The most common explanations, he observes, have been:
- It was the most financially expedient system for both the state and the church, and attempts at reform were ‘resisted by Catholic institutions, which wished to preserve their power and status within Irish society’ (p. 63). Lynch identifies this interpretation with Mary Raftery and Eoin O’Sullivan’s States of Fear documentary and book, Suffer the Little Children.
- To claim that people simply did not know about the abuse. Lynch’s chapter contains plenty of evidence that people with power did know (these sections make for some of the most harrowing and depressing reading).
- To make an ‘episodic’ distinction between how the rights of children and what constitutes abuse were thought about in the past, and how they are thought about now. Again, Lynch disputes that this is a valid move, writing: ‘… the claim that child abuse was not a concept understood until recently, while correct to some degree in terms of awareness of the extent and psychological consequences of abuse, obscures the fact that the sexual and physical abuse of children was already subject to criminal law and that modern discourses of child welfare were increasingly widespread in Atlantic societies by the start of the twentieth century’ (p. 65).

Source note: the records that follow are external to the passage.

use axum::{
    extract::{Path, Query, State},
    Json,
};
use serde::Deserialize;
use serde_json::{json, Value};
use uuid::Uuid;

use crate::entitlement::evaluator::UsageCheck;
use crate::errors::AppError;
use crate::models::content::{PortfolioRow, ResumeRow};
use crate::routes::subscriptions::UserIdQuery;
use crate::state::AppState;

/// GET /api/v1/portfolios
///
/// Returns the user's portfolio settings, creating a default row on first
/// read. The lazy default is not gated; only explicit creation through the
/// upsert path consumes the portfolio allowance.
pub async fn handle_get(
    State(state): State<AppState>,
    Query(params): Query<UserIdQuery>,
) -> Result<Json<PortfolioRow>, AppError> {
    if let Some(portfolio) = load(&state, params.user_id).await? {
        return Ok(Json(portfolio));
    }

    let portfolio: PortfolioRow = sqlx::query_as(
        r#"
        INSERT INTO portfolios (user_id)
        VALUES ($1)
        ON CONFLICT (user_id) DO UPDATE SET updated_at = now()
        RETURNING *
        "#,
    )
    .bind(params.user_id)
    .fetch_one(&state.db)
    .await?;

    Ok(Json(portfolio))
}

#[derive(Deserialize)]
#[serde(rename_all = "camelCase")]
pub struct UpsertPortfolioRequest {
    pub user_id: Uuid,
    pub subdomain: Option<String>,
    pub theme: Option<String>,
    pub sections: Option<Value>,
    pub font: Option<String>,
    pub layout: Option<String>,
    pub profile_image: Option<String>,
    pub custom_logo: Option<String>,
    pub is_published: Option<bool>,
}

/// PUT /api/v1/portfolios
///
/// Creates or updates the user's portfolio. The create path passes through
/// the portfolio-count gate first.
pub async fn handle_upsert(
    State(state): State<AppState>,
    Json(req): Json<UpsertPortfolioRequest>,
) -> Result<Json<PortfolioRow>, AppError> {
    let existing = load(&state, req.user_id).await?;

    if existing.is_none() {
        state.gate.check(req.user_id, UsageCheck::Portfolio).await?;
    }

    let result: Result<PortfolioRow, sqlx::Error> = sqlx::query_as(
        r#"
        INSERT INTO portfolios
            (user_id, subdomain, theme, sections, font, layout,
             profile_image, custom_logo, is_published)
        VALUES ($1, $2, COALESCE($3, 'minimal'), COALESCE($4, '[]'::jsonb),
                COALESCE($5, 'inter'), COALESCE($6, 'single-column'), $7, $8,
                COALESCE($9, FALSE))
        ON CONFLICT (user_id) DO UPDATE
        SET subdomain = $2,
            theme = COALESCE($3, portfolios.theme),
            sections = COALESCE($4, portfolios.sections),
            font = COALESCE($5, portfolios.font),
            layout = COALESCE($6, portfolios.layout),
            profile_image = COALESCE($7, portfolios.profile_image),
            custom_logo = COALESCE($8, portfolios.custom_logo),
            is_published = COALESCE($9, portfolios.is_published),
            updated_at = now()
        RETURNING *
        "#,
    )
    .bind(req.user_id)
    .bind(&req.subdomain)
    .bind(&req.theme)
    .bind(&req.sections)
    .bind(&req.font)
    .bind(&req.layout)
    .bind(&req.profile_image)
    .bind(&req.custom_logo)
    .bind(req.is_published)
    .fetch_one(&state.db)
    .await;

    match result {
        Ok(portfolio) => Ok(Json(portfolio)),
        Err(sqlx::Error::Database(e)) if e.is_unique_violation() => {
            Err(AppError::Validation("Subdomain already taken".to_string()))
        }
        Err(e) => Err(e.into()),
    }
}

/// GET /api/v1/portfolios/public/:subdomain
///
/// Public view: published portfolio joined with the owner's profile and
/// their most recently updated resume.
pub async fn handle_public(
    State(state): State<AppState>,
    Path(subdomain): Path<String>,
) -> Result<Json<Value>, AppError> {
    let portfolio: Option<PortfolioRow> =
        sqlx::query_as("SELECT * FROM portfolios WHERE subdomain = $1")
            .bind(&subdomain)
            .fetch_optional(&state.db)
            .await?;

    let portfolio = portfolio
        .filter(|p| p.is_published)
        .ok_or_else(|| AppError::NotFound("Portfolio not found".to_string()))?;

    crate::routes::analytics::record_view(&state, portfolio.user_id, portfolio.id, &subdomain)
        .await;

    let owner: Option<(Option<String>, Option<String>, Option<String>, String, Option<String>, Option<String>)> =
        sqlx::query_as(
            "SELECT full_name, title, location, email, github, linkedin FROM users WHERE id = $1",
        )
        .bind(portfolio.user_id)
        .fetch_optional(&state.db)
        .await?;

    let resume: Option<ResumeRow> = sqlx::query_as(
        "SELECT * FROM resumes WHERE user_id = $1 ORDER BY updated_at DESC LIMIT 1",
    )
    .bind(portfolio.user_id)
    .fetch_optional(&state.db)
    .await?;

    let user = owner.map(|(full_name, title, location, email, github, linkedin)| {
        json!({
            "fullName": full_name,
            "title": title,
            "location": location,
            "email": email,
            "github": github,
            "linkedin": linkedin,
        })
    });

    Ok(Json(json!({
        "portfolio": portfolio,
        "resume": resume,
        "user": user,
    })))
}

async fn load(state: &AppState, user_id: Uuid) -> Result<Option<PortfolioRow>, AppError> {
    let portfolio: Option<PortfolioRow> =
        sqlx::query_as("SELECT * FROM portfolios WHERE user_id = $1")
            .bind(user_id)
            .fetch_optional(&state.db)
            .await?;
    Ok(portfolio)
}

While there may be something valid in each of these explanations, for Lynch the more compelling explanation is found in the way the sacred value of ‘the care of children’ was subordinated to ‘the sacrality of the Irish Catholic nation.’
To put it in more emotive or theological language than Lynch uses, Irish children were sacrificed to the ‘god’ of the Irish nation — which could be considered a form of ‘idolatry.’

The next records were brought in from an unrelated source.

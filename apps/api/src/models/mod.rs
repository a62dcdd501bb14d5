pub mod content;
pub mod plan;
pub mod subscription;
pub mod user;
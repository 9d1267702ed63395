//! End-to-end scenarios over loopback TCP.

use std::net::SocketAddr;

use pinserve::config::ServerConfig;
use pinserve::control::{Controller, Targets};
use pinserve::hardware::{HardwareCall, MemoryHardware, PinId, SensorId};
use pinserve::router::{Action, RouteTable};
use pinserve::server::Server;
use tokio::io::{AsyncReadExt, AsyncWriteExt};
use tokio::net::TcpStream;

const TARGETS: Targets = Targets {
    output_pin: PinId(21),
    sensor: SensorId(0),
};

async fn start(routes: RouteTable) -> (Server<MemoryHardware>, MemoryHardware) {
    let hw = MemoryHardware::new().with_sensor(SensorId(0), 48.3);
    let controller = Controller::new(routes, TARGETS, hw.clone()).unwrap();
    let cfg = ServerConfig {
        listen_addr: "127.0.0.1:0".to_string(),
        ..ServerConfig::default()
    };
    let server = Server::bind(&cfg, controller).await.unwrap();
    (server, hw)
}

async fn send(addr: SocketAddr, request: &[u8]) -> String {
    let mut stream = TcpStream::connect(addr).await.unwrap();
    if request.is_empty() {
        stream.shutdown().await.unwrap();
    } else {
        stream.write_all(request).await.unwrap();
    }
    let mut response = Vec::new();
    stream.read_to_end(&mut response).await.unwrap();
    String::from_utf8(response).unwrap()
}

/// Serves exactly one connection while the client sends `request`.
async fn exchange(server: &mut Server<MemoryHardware>, request: &[u8]) -> String {
    let addr = server.local_addr().unwrap();
    let (served, response) = tokio::join!(server.serve_one(), send(addr, request));
    served.unwrap();
    response
}

#[tokio::test]
async fn test_turn_on() {
    let (mut server, hw) = start(RouteTable::default()).await;

    let response = exchange(&mut server, b"GET /on HTTP/1.1\r\n\r\n").await;

    assert!(response.starts_with("HTTP/1.0 200 OK"));
    assert!(response.contains("turned on"));
    assert_eq!(hw.action_calls(), vec![HardwareCall::SetOutput(PinId(21), true)]);
    assert_eq!(hw.level(PinId(21)), Some(true));
}

#[tokio::test]
async fn test_turn_off() {
    let (mut server, hw) = start(RouteTable::default()).await;

    let response = exchange(&mut server, b"GET /off HTTP/1.1\r\n\r\n").await;

    assert!(response.starts_with("HTTP/1.0 200 OK"));
    assert!(response.contains("turned off"));
    assert_eq!(hw.action_calls(), vec![HardwareCall::SetOutput(PinId(21), false)]);
}

#[tokio::test]
async fn test_unknown_path() {
    let (mut server, hw) = start(RouteTable::default()).await;

    let response = exchange(&mut server, b"GET /nonexistent HTTP/1.1\r\n\r\n").await;

    assert_eq!(response, "HTTP/1.0 404 Not Found\r\n");
    assert!(hw.action_calls().is_empty());
}

#[tokio::test]
async fn test_client_closes_without_sending() {
    let (mut server, hw) = start(RouteTable::default()).await;

    let response = exchange(&mut server, b"").await;

    assert_eq!(response, "HTTP/1.0 404 Not Found\r\n");
    assert!(hw.action_calls().is_empty());

    // The server is still serving.
    let response = exchange(&mut server, b"GET /on HTTP/1.1\r\n\r\n").await;
    assert!(response.starts_with("HTTP/1.0 200 OK"));
}

#[tokio::test]
async fn test_sensor_fault_returns_no_stale_reading() {
    let (mut server, hw) = start(RouteTable::default()).await;

    let response = exchange(&mut server, b"GET /temp HTTP/1.1\r\n\r\n").await;
    assert!(response.starts_with("HTTP/1.0 200 OK"));
    assert!(response.contains("48.3"));

    hw.fail_sensor(SensorId(0), "thermal zone unavailable");
    let response = exchange(&mut server, b"GET /temp HTTP/1.1\r\n\r\n").await;

    assert_eq!(response, "HTTP/1.0 500 Internal Server Error\r\n");
    assert!(!response.contains("48.3"));
}

#[tokio::test]
async fn test_cleared_pin_fault_restores_switching() {
    let (mut server, hw) = start(RouteTable::default()).await;

    hw.fail_pin(PinId(21), "line busy");
    let response = exchange(&mut server, b"GET /on HTTP/1.1\r\n\r\n").await;
    assert_eq!(response, "HTTP/1.0 500 Internal Server Error\r\n");
    assert_eq!(hw.level(PinId(21)), None);

    hw.clear_faults();
    let response = exchange(&mut server, b"GET /on HTTP/1.1\r\n\r\n").await;
    assert!(response.starts_with("HTTP/1.0 200 OK"));
    assert_eq!(hw.level(PinId(21)), Some(true));
}

#[tokio::test]
async fn test_each_request_reads_the_sensor_afresh() {
    let (mut server, hw) = start(RouteTable::default()).await;

    let response = exchange(&mut server, b"GET /temp HTTP/1.1\r\n\r\n").await;
    assert!(response.contains("<h1>48.3</h1>"));

    hw.set_sensor(SensorId(0), 52.0);
    let response = exchange(&mut server, b"GET /temp HTTP/1.1\r\n\r\n").await;
    assert!(response.contains("<h1>52.0</h1>"));
}

#[tokio::test]
async fn test_sensor_only_table_ignores_path() {
    let (mut server, hw) = start(RouteTable::new(vec![]).with_fallback(Action::ReadSensor)).await;

    let response = exchange(&mut server, b"GET /whatever HTTP/1.1\r\n\r\n").await;

    assert!(response.contains("<h1>48.3</h1>"));
    assert_eq!(hw.action_calls(), vec![HardwareCall::ReadSensor(SensorId(0))]);
}

#[tokio::test]
async fn test_hardware_calls_follow_connection_order() {
    let (mut server, hw) = start(RouteTable::default()).await;

    for path in ["/on", "/off", "/on", "/on"] {
        let request = format!("GET {} HTTP/1.1\r\n\r\n", path);
        let response = exchange(&mut server, request.as_bytes()).await;
        assert!(response.starts_with("HTTP/1.0 200 OK"));
    }

    assert_eq!(
        hw.action_calls(),
        vec![
            HardwareCall::SetOutput(PinId(21), true),
            HardwareCall::SetOutput(PinId(21), false),
            HardwareCall::SetOutput(PinId(21), true),
            HardwareCall::SetOutput(PinId(21), true),
        ]
    );
    assert_eq!(hw.level(PinId(21)), Some(true));
}

#[tokio::test]
async fn test_post_is_not_routed() {
    let (mut server, hw) = start(RouteTable::default()).await;

    let response = exchange(&mut server, b"POST /on HTTP/1.1\r\nContent-Length: 0\r\n\r\n").await;

    assert_eq!(response, "HTTP/1.0 404 Not Found\r\n");
    assert!(hw.action_calls().is_empty());
}

#[tokio::test]
async fn test_bind_rejects_bad_address() {
    let controller = Controller::new(RouteTable::default(), TARGETS, MemoryHardware::new()).unwrap();
    let cfg = ServerConfig {
        listen_addr: "not-an-address".to_string(),
        ..ServerConfig::default()
    };

    assert!(Server::bind(&cfg, controller).await.is_err());
}
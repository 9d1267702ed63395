//! Process-level wiring: hardware backend selection and the accept loop.

pub mod listener;

pub use listener::Server;

use anyhow::Context;

use crate::config::{Config, HardwareBackend, HardwareConfig};
use crate::control::{Controller, Targets};
use crate::hardware::{Hardware, MemoryHardware, SysfsHardware};
use crate::router::RouteTable;

/// Instantiates the configured hardware backend.
pub fn open_hardware(cfg: &HardwareConfig) -> Box<dyn Hardware> {
    match cfg.backend {
        HardwareBackend::Sysfs => Box::new(SysfsHardware::new(&cfg.sysfs_root)),
        HardwareBackend::Memory => {
            tracing::warn!("Using in-memory hardware; no pins will be driven");
            Box::new(MemoryHardware::new().with_sensor(cfg.sensor, 0.0))
        }
    }
}

/// Builds everything from `cfg` and serves until a fatal error.
pub async fn run(cfg: &Config) -> anyhow::Result<()> {
    let routes = RouteTable::from_config(&cfg.routes);
    let controller = Controller::new(
        routes,
        Targets::from_config(&cfg.hardware),
        open_hardware(&cfg.hardware),
    )
    .with_context(|| format!("failed to configure output pin {}", cfg.hardware.output_pin))?;

    Server::bind(&cfg.server, controller).await?.run().await
}
//! pinserve - drive a board's GPIO pin and read its sensors over HTTP
//!
//! One request per connection, one connection at a time: `GET /on` drives the
//! output pin high, `GET /off` drives it low and `GET /temp` reports a sensor
//! reading.

pub mod config;
pub mod control;
pub mod hardware;
pub mod http;
pub mod router;
pub mod server;
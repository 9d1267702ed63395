use bytes::Bytes;

/// HTTP request method.
///
/// Only GET drives the hardware. Any other token is kept verbatim so it can
/// be logged.
#[derive(Debug, Clone, PartialEq, Eq)]
pub enum Method {
    GET,
    Other(String),
}

impl Method {
    /// Parses a method token (case-sensitive).
    ///
    /// ```
    /// # use pinserve::http::request::Method;
    /// assert_eq!(Method::from_token("GET"), Method::GET);
    /// assert_eq!(Method::from_token("get"), Method::Other("get".to_string()));
    /// ```
    pub fn from_token(s: &str) -> Self {
        match s {
            "GET" => Method::GET,
            other => Method::Other(other.to_string()),
        }
    }

    /// Returns the method token as it appeared on the request line.
    ///
    /// # Example
    ///
    /// ```
    /// # use pinserve::http::request::Method;
    /// assert_eq!(Method::GET.as_str(), "GET");
    /// assert_eq!(Method::from_token("POST").as_str(), "POST");
    /// ```
    pub fn as_str(&self) -> &str {
        match self {
            Method::GET => "GET",
            Method::Other(s) => s.as_str(),
        }
    }
}

/// The request line of one connection's request.
///
/// When the first line is not `<METHOD> <PATH> <VERSION>`, the method, path
/// and version are all empty and [`ParsedRequest::is_malformed`] is true.
#[derive(Debug, Clone)]
pub struct ParsedRequest {
    /// The request method (empty `Other` for a malformed request)
    pub method: Method,
    /// The request path (e.g. "/on")
    pub path: String,
    /// Protocol version token (e.g. "HTTP/1.1")
    pub version: String,
    /// Everything read from the connection, headers and body included
    pub raw: Bytes,
}

impl ParsedRequest {
    /// Creates a request from its already-split request line.
    ///
    /// # Arguments
    ///
    /// * `method` - The request method
    /// * `path` - Request target, matched verbatim against the route table
    /// * `version` - Protocol token, kept only for logging
    /// * `raw` - The bytes read from the connection
    ///
    /// # Example
    ///
    /// ```
    /// # use bytes::Bytes;
    /// # use pinserve::http::request::{Method, ParsedRequest};
    /// let req = ParsedRequest::new(Method::GET, "/on", "HTTP/1.1", Bytes::new());
    /// assert_eq!(req.path, "/on");
    /// assert!(!req.is_malformed());
    /// ```
    pub fn new(
        method: Method,
        path: impl Into<String>,
        version: impl Into<String>,
        raw: Bytes,
    ) -> Self {
        Self {
            method,
            path: path.into(),
            version: version.into(),
            raw,
        }
    }

    /// The sentinel for a request whose first line could not be split.
    pub fn malformed(raw: Bytes) -> Self {
        Self::new(Method::Other(String::new()), "", "", raw)
    }

    /// True for the sentinel built by [`ParsedRequest::malformed`].
    pub fn is_malformed(&self) -> bool {
        self.path.is_empty() && self.version.is_empty() && self.method.as_str().is_empty()
    }
}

The historic fusion of Irishness with Catholicism, in a context of colonialism and oppression, is a fairly well-established phenomenon, although there were always some cracks in Irish Catholic identity and more diversity below the surface than the guardians of the Irish Catholic nation were willing to admit.
Lynch details how church and state functioned together to construct a symbolic image of the Irish Catholic nation as morally and sexually pure, an image so powerful that the abuses carried out in the industrial schools would have seemed simply unbelievable.
This allowed the abuses to be rather easily denied and hidden by powerful politicians and clergy. To challenge the system would have been to challenge the purity and morality of the Irish nation itself. As Lynch puts it,
‘…the refusal of politicians like Sean Moylan publicly to countenance the harm being doing through the industrial school system reflected a desire, however strategic or reflexive, to protect the sacred form of the Irish Catholic nation from the taint of moral scandal’ (p. 70).
For Lynch, it was not until the 1960s and following decades, when the identification of Irishness with Catholicism began to break down and more cosmopolitan forms of Irishness emerged, that it became possible for people to recognize, let alone discuss, the abuses.
The overwhelming nature of the Irish nation as a sacred form is well-illustrated in Lynch’s description of the case of Fr Edward Flanagan.
Fr Flanagan was an American priest and expert on children’s education who toured Ireland in the 1940s and was appalled at the conditions in the industrial schools. When Fr Flanagan attempted to challenge the authorities, he was denounced as untruthful and misinformed by politicians and clerics, and in the letters pages of the Irish Times. Lynch’s analysis is worth quoting at length:
‘The sacred form of the Irish Catholic nation was so closely bound to the legitimation of the practices of both the state and the religious orders that to present a strong moral challenge against those practices was to impute the sanctity of the nation itself. Flanagan addressed this directly by making clear his view that the conditions in penal institutions in Ireland should indeed be regarded as a shame and disgrace to a ‘Christian Catholic people’.
… The context of Flanagan’s intervention was such that, while some of his audience were clearly ready to experience conditions in the residential schools as shameful, this was not sufficiently widespread to produce a sustained protest movement. Instead, commitment to the sacrality of the Irish Catholic nation meant that it was possible either to reject Flanagan’s views as a failure to see the true nature of children under original sin as ‘vicious little savages’, or simply to say that Flanagan’s comments implied such profound moral failings in institutions at the heart of the Catholic nation that they could not possibly be true’ (p. 79).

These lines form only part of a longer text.